Eddie Redmayne plays the lead role of Newt Scamander, with Johnny Depp stepping in as the villain Gellert Grindelwald. The film also stars Ezra Miller, Zoe Kravitz and Jude Law.

“The Crimes of Grindelwald” is a follow-up to 2016’s “Fantastic Beasts and Where to Find Them,” a film that grossed $814 million on a budget of $180 million. You don’t have to be a mathematician to know that a sequel was coming.

Fans of the Potter universe will be satisfied with the newest outing — fantastic magic and action sequences are abound. As a standalone film, “The Crimes of Grindelwald” is better than the first “Fantastic Beasts” film, but its plot is confused, as it seems to be setting the stage for a more cohesive third film.
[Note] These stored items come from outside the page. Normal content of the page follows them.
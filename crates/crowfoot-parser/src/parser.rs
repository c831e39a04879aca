//! Relationship extraction from diagram source text.
//!
//! Candidate lines (those containing `--`) are matched against the two
//! crow's-foot fragment shapes and split at the first fragment occurrence.
//! The side of the split each entity name lands on depends on which fragment
//! matched:
//!
//! - `||--` + (`o` | `|`) + (`|` | `{`): the left part is the **target**, the
//!   right part (up to an optional `:` label) is the **source**.
//! - (`|` | `}`) + (`o` | `|`) + `--||`: the left part is the **source**, the
//!   right part (up to an optional `:` label) is the **target**.

use log::debug;
use winnow::{
    ModalResult,
    Parser,
    error::{ContextError, ErrMode},
    token::one_of,
};

use crowfoot_core::{
    identifier::EntityName,
    relation::{Relation, RelationSet},
};

/// Separates an entity name from its trailing relationship label.
const LABEL_SEPARATOR: char = ':';

/// Recognizes the fragment placing the target entity on the left.
///
/// Matches `||--` followed by one of `o` or `|`, followed by one of `|` or
/// `{` (for example `||--o{` or `||--||`).
fn right_to_left_fragment(input: &mut &str) -> ModalResult<()> {
    ("||--", one_of(['o', '|']), one_of(['|', '{']))
        .void()
        .parse_next(input)
}

/// Recognizes the mirror fragment placing the source entity on the left.
///
/// Matches one of `|` or `}`, followed by one of `o` or `|`, followed by
/// `--||` (for example `}o--||` or `||--||` read from its tail).
fn left_to_right_fragment(input: &mut &str) -> ModalResult<()> {
    (one_of(['|', '}']), one_of(['o', '|']), "--||")
        .void()
        .parse_next(input)
}

/// Splits `line` at the first offset where `fragment` parses.
///
/// Returns the text before the match and the text after the consumed
/// fragment. Later fragment occurrences stay inside the right part.
fn split_on_fragment<'s>(
    line: &'s str,
    fragment: impl Parser<&'s str, (), ErrMode<ContextError>> + Copy,
) -> Option<(&'s str, &'s str)> {
    for (offset, _) in line.char_indices() {
        let mut rest = &line[offset..];
        let mut fragment = fragment;
        if fragment.parse_next(&mut rest).is_ok() {
            return Some((&line[..offset], rest));
        }
    }
    None
}

/// Drops an optional `: label` suffix, keeping the text before the first `:`.
fn strip_label(part: &str) -> &str {
    part.split_once(LABEL_SEPARATOR)
        .map_or(part, |(name, _)| name)
}

/// Builds an entity name from raw line text, skipping blank names.
fn entity(raw: &str, line: &str) -> Option<EntityName> {
    match EntityName::parse(raw) {
        Ok(name) => Some(name),
        Err(err) => {
            debug!(line, err:%; "Skipping relation with blank entity name");
            None
        }
    }
}

/// Extracts the relation described by a single candidate line, if any.
///
/// The right-to-left fragment is tried first; the two patterns are mutually
/// exclusive per line.
fn relation_on_line(line: &str) -> Option<Relation> {
    if let Some((left, right)) = split_on_fragment(line, right_to_left_fragment) {
        let to = entity(left, line)?;
        let from = entity(strip_label(right), line)?;
        return Some(Relation::new(from, to));
    }

    if let Some((left, right)) = split_on_fragment(line, left_to_right_fragment) {
        let from = entity(left, line)?;
        let to = entity(strip_label(right), line)?;
        return Some(Relation::new(from, to));
    }

    debug!(line; "Candidate line matched no relationship pattern");
    None
}

/// Parses diagram source text into a deduplicated relation set.
///
/// This function is total: lines that are not relationship lines, or that
/// match neither fragment shape, are skipped silently. Extracted entity names
/// are whitespace-trimmed and case-sensitive. Output order is first-occurrence
/// order across the matched lines; structural duplicates keep their first
/// slot.
///
/// # Examples
///
/// ```
/// let relations = crowfoot_parser::parse("CUSTOMER ||--o{ ORDER : places");
/// let relation = relations.iter().next().expect("one relation");
/// assert_eq!(relation.from(), "ORDER");
/// assert_eq!(relation.to(), "CUSTOMER");
/// ```
pub fn parse(text: &str) -> RelationSet {
    let mut relations = RelationSet::new();

    for line in text.split('\n').filter(|line| line.contains("--")) {
        if let Some(relation) = relation_on_line(line) {
            if !relations.insert(relation) {
                debug!(line; "Dropping duplicate relation");
            }
        }
    }

    debug!(count = relations.len(); "Extracted relations");
    relations
}
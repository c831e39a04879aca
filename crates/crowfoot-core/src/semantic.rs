//! Semantic model types shared between the core pipeline and configuration.

use serde::Deserialize;

/// Horizontal direction in which a diagram is built out.
///
/// The ordering algorithm always emits relations for incremental drawing; the
/// direction only controls which way the orchestration layer steps target
/// nodes when assigning positions.
#[derive(Debug, Clone, Copy, Default, PartialEq, Eq, Deserialize)]
#[serde(rename_all = "kebab-case")]
pub enum Direction {
    /// Build the diagram from right to left (target nodes step leftward).
    #[default]
    RightToLeft,
    /// Build the diagram from left to right (target nodes step rightward).
    LeftToRight,
}

impl Direction {
    /// Sign applied to horizontal offsets when stepping target nodes.
    pub fn horizontal_sign(self) -> f32 {
        match self {
            Direction::RightToLeft => -1.0,
            Direction::LeftToRight => 1.0,
        }
    }
}

#[cfg(test)]
mod tests {
    use super::*;

    #[test]
    fn default_direction_is_right_to_left() {
        assert_eq!(Direction::default(), Direction::RightToLeft);
    }

    #[test]
    fn signs_oppose() {
        assert_eq!(Direction::RightToLeft.horizontal_sign(), -1.0);
        assert_eq!(Direction::LeftToRight.horizontal_sign(), 1.0);
    }
}
//! Error types for Crowfoot operations.
//!
//! The parser and orderer are total functions and contribute no error
//! variants; everything here concerns the surrounding pipeline (file access
//! and configuration loading).

use std::io;

use thiserror::Error;

/// The main error type for Crowfoot operations.
#[derive(Debug, Error)]
pub enum CrowfootError {
    #[error("I/O error: {0}")]
    Io(#[from] io::Error),

    #[error("Configuration error: {0}")]
    Config(String),
}
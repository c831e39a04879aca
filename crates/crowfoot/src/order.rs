//! Draw-order computation for relation sets.
//!
//! The orderer decides the sequence in which relations should be handed to
//! the drawing collaborator so a diagram can grow incrementally without
//! moving nodes placed earlier. At each step it peels off every relation
//! whose source is the currently least-referenced entity, building the
//! diagram outward from the node other nodes point at least.

use indexmap::IndexMap;
use log::{debug, trace};

use crowfoot_core::{
    identifier::EntityName,
    relation::{Relation, RelationSet},
};

/// Produces the draw order for a relation set.
///
/// The result is a permutation of the input: relations sharing the currently
/// least-referenced source entity are emitted contiguously, groups ordered
/// from least-referenced to most-referenced as reference counts shrink after
/// each peel. Within a group the input's relative order is preserved. An
/// empty input yields an empty output.
///
/// Ties on the reference count resolve to the entity discovered first, where
/// discovery order is all source names in relation order followed by all
/// target names in relation order.
pub fn draw_order(relations: RelationSet) -> Vec<Relation> {
    let mut remaining: Vec<Relation> = relations.into_iter().collect();
    let mut ordered = Vec::with_capacity(remaining.len());

    while let Some(next) = least_referenced(&remaining) {
        trace!(entity:% = next, remaining = remaining.len(); "Peeling least-referenced entity");

        let (peeled, rest): (Vec<Relation>, Vec<Relation>) = remaining
            .into_iter()
            .partition(|relation| relation.from() == next);

        if peeled.is_empty() {
            // A cyclic remainder can put the minimum on an entity with no
            // outgoing relations. Flush what is left so the function stays
            // total; acyclic inputs never reach this branch.
            debug!(flushed = rest.len(); "Remainder is cyclic around a sink, emitting as-is");
            ordered.extend(rest);
            return ordered;
        }

        ordered.extend(peeled);
        remaining = rest;
    }

    ordered
}

/// Finds the entity with the fewest incoming references among `relations`.
///
/// Reference count is the number of relations naming the entity as their
/// target. Entities that never appear as a target count zero. Returns `None`
/// only for an empty slice.
fn least_referenced(relations: &[Relation]) -> Option<EntityName> {
    let mut counts: IndexMap<EntityName, usize> = IndexMap::new();
    for relation in relations {
        counts.entry(relation.from()).or_insert(0);
    }
    for relation in relations {
        *counts.entry(relation.to()).or_insert(0) += 1;
    }

    // min_by_key keeps the earliest entry on ties, which is the
    // first-discovered name thanks to IndexMap's insertion order.
    counts
        .iter()
        .min_by_key(|(_, count)| **count)
        .map(|(name, _)| *name)
}
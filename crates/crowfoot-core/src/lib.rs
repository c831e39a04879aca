//! Crowfoot Core Types and Definitions
//!
//! This crate provides the foundational types for the Crowfoot ERD tooling.
//! It includes:
//!
//! - **Identifiers**: Efficient string-interned entity names ([`identifier::EntityName`])
//! - **Relations**: Directed entity relations and ordered sets ([`relation`] module)
//! - **Geometry**: Basic geometric types ([`geometry`] module)
//! - **Semantic**: Semantic model types such as layout direction ([`semantic`] module)
//! - **Draw**: The drawing-collaborator contract ([`draw`] module)

pub mod draw;
pub mod geometry;
pub mod identifier;
pub mod relation;
pub mod semantic;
This film’s structure is one reason I find it slightly better than the first “Fantastic Beasts.” The Harry Potter films had a tried-and-true structure that let each individual narrative flourish, and “The Crimes of Grindelwald” utilizes the structure — not as well as the original films, but better than the first “Fantastic Beasts.”
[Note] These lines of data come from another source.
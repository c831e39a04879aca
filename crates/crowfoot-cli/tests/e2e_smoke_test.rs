use std::{fs, path::PathBuf};

use tempfile::tempdir;

use crowfoot_cli::{Args, run};

/// Collects all .erd files from a directory
fn collect_erd_files(dir: PathBuf) -> Vec<PathBuf> {
    let mut files = if let Ok(entries) = fs::read_dir(&dir) {
        entries
            .flatten()
            .map(|entry| entry.path())
            .filter(|path| {
                path.is_file() && path.extension().and_then(|s| s.to_str()) == Some("erd")
            })
            .collect()
    } else {
        Vec::new()
    };

    // Sort for consistent test output
    files.sort();
    files
}

#[test]
fn e2e_smoke_test_demo_diagrams() {
    // Create a temporary directory for test outputs
    let temp_dir = tempdir().expect("Failed to create temp directory");

    // Demo diagrams are at workspace root, relative to workspace not the crate
    let demos_path = PathBuf::from(env!("CARGO_MANIFEST_DIR"))
        .parent()
        .unwrap()
        .parent()
        .unwrap()
        .join("demos");
    let demo_diagrams = collect_erd_files(demos_path);

    assert!(!demo_diagrams.is_empty(), "No demo diagrams found in demos/");

    for demo_path in &demo_diagrams {
        let output_filename = format!(
            "{}.plan",
            demo_path.file_stem().unwrap().to_string_lossy()
        );
        let output_path = temp_dir.path().join(output_filename);

        let args = Args {
            input: demo_path.to_string_lossy().to_string(),
            output: output_path.to_string_lossy().to_string(),
            config: None,
            log_level: "off".to_string(),
        };

        let result = run(&args);
        assert!(
            result.is_ok(),
            "Failed to process {}: {:?}",
            demo_path.display(),
            result.err()
        );

        let plan = fs::read_to_string(&output_path).expect("Plan file should exist");
        assert!(
            plan.starts_with("node "),
            "Plan for {} should start with a node placement, got: {plan:?}",
            demo_path.display()
        );
        assert!(
            plan.lines().any(|line| line.starts_with("edge ")),
            "Plan for {} should contain connectors",
            demo_path.display()
        );
    }
}

#[test]
fn e2e_missing_input_fails() {
    let temp_dir = tempdir().expect("Failed to create temp directory");
    let args = Args {
        input: "does-not-exist.erd".to_string(),
        output: temp_dir
            .path()
            .join("out.plan")
            .to_string_lossy()
            .to_string(),
        config: None,
        log_level: "off".to_string(),
    };

    assert!(run(&args).is_err());
}
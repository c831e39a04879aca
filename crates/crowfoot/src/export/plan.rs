//! Text plan surface.
//!
//! [`PlanSurface`] records the operations the orchestration layer performs as
//! deterministic text lines, one per operation:
//!
//! ```text
//! node CUSTOMER (0, 0)
//! node ORDER (-200, 0)
//! edge ORDER -> CUSTOMER
//! ```
//!
//! Node lines are emitted once per distinct entity, at its first placement;
//! later placements of the same node are ignored. This mirrors the
//! incremental-drawing guarantee the ordering exists to provide: a node that
//! is already on the surface never moves.

use indexmap::IndexMap;

use crowfoot_core::{draw::Surface, geometry::Point};

/// Handle to a node recorded on a [`PlanSurface`].
#[derive(Debug, Clone, Copy, PartialEq, Eq)]
pub struct PlanNode(usize);

/// A [`Surface`] implementation that serializes operations as text.
#[derive(Debug, Default)]
pub struct PlanSurface {
    /// Entity name to node handle, in creation order.
    nodes: IndexMap<String, PlanNode>,
    /// Nodes that already received a position.
    placed: Vec<bool>,
    /// Accumulated plan lines in operation order.
    lines: Vec<String>,
}

impl PlanSurface {
    /// Creates an empty plan surface.
    pub fn new() -> Self {
        Self::default()
    }

    /// Returns the number of distinct nodes recorded so far.
    pub fn node_count(&self) -> usize {
        self.nodes.len()
    }

    /// Consumes the surface and returns the plan text.
    ///
    /// Lines appear in operation order with a trailing newline; an empty plan
    /// is the empty string.
    pub fn into_plan(self) -> String {
        if self.lines.is_empty() {
            return String::new();
        }
        let mut plan = self.lines.join("\n");
        plan.push('\n');
        plan
    }

    fn name(&self, node: PlanNode) -> &str {
        self.nodes
            .get_index(node.0)
            .map(|(name, _)| name.as_str())
            .unwrap_or("")
    }
}

impl Surface for PlanSurface {
    type Node = PlanNode;

    fn ensure_node(&mut self, name: &str) -> PlanNode {
        if let Some(node) = self.nodes.get(name) {
            return *node;
        }
        let node = PlanNode(self.nodes.len());
        self.nodes.insert(name.to_string(), node);
        self.placed.push(false);
        node
    }

    fn place_node(&mut self, node: PlanNode, position: Point) {
        if self.placed.get(node.0).copied().unwrap_or(true) {
            return;
        }
        self.placed[node.0] = true;
        let line = format!(
            "node {} ({}, {})",
            self.name(node),
            position.x(),
            position.y()
        );
        self.lines.push(line);
    }

    fn connect(&mut self, from: PlanNode, to: PlanNode) {
        let line = format!("edge {} -> {}", self.name(from), self.name(to));
        self.lines.push(line);
    }
}

#[cfg(test)]
mod tests {
    use super::*;

    #[test]
    fn ensure_node_is_idempotent_per_name() {
        let mut surface = PlanSurface::new();
        let a = surface.ensure_node("A");
        let b = surface.ensure_node("B");
        assert_eq!(a, surface.ensure_node("A"));
        assert_ne!(a, b);
        assert_eq!(surface.node_count(), 2);
    }

    #[test]
    fn first_placement_wins() {
        let mut surface = PlanSurface::new();
        let a = surface.ensure_node("A");
        surface.place_node(a, Point::new(0.0, 0.0));
        surface.place_node(a, Point::new(100.0, 100.0));
        assert_eq!(surface.into_plan(), "node A (0, 0)\n");
    }

    #[test]
    fn plan_lines_follow_operation_order() {
        let mut surface = PlanSurface::new();
        let a = surface.ensure_node("A");
        surface.place_node(a, Point::new(0.0, 0.0));
        let b = surface.ensure_node("B");
        surface.place_node(b, Point::new(-200.0, 0.0));
        surface.connect(a, b);

        assert_eq!(
            surface.into_plan(),
            "node A (0, 0)\nnode B (-200, 0)\nedge A -> B\n"
        );
    }

    #[test]
    fn empty_plan_is_empty_string() {
        assert_eq!(PlanSurface::new().into_plan(), "");
    }
}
While the film follows the Potter Narrative Formula, one crime it commits is lacking a strong, central plot. The audience is thrown sub-plot after sub-plot after sub-sub-plot, making the final outcome almost incomprehensible.

In most multi-film series, the middle films are forgettable and only serve to set up the following movie. “The Crimes of Grindelwald” may be a forgettable stepping stone to the next “Fantastic Beasts” film, but it links the series to the Potter-verse well.
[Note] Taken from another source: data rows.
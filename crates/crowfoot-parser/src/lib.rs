//! Parser for crow's-foot ERD relationship lines.
//!
//! This crate extracts directed entity relations from loosely-structured
//! diagram text. The public entry point is [`parse`], which is total:
//! malformed or unrecognized lines contribute nothing instead of failing.

mod parser;


pub use parser::parse;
Maybe it’s because I’m no Harry Potter fan and I don’t see the charm or the (sorry in advance) magic of “Fantastic Beasts,” or maybe it’s because a two-hour sub-plot-fest isn’t good filmmaking.

“Fantastic Beasts: The Crimes of Grindelwald” is no film for muggles, but fans of the Boy Who Lived will be pleased with the visuals and performances throughout.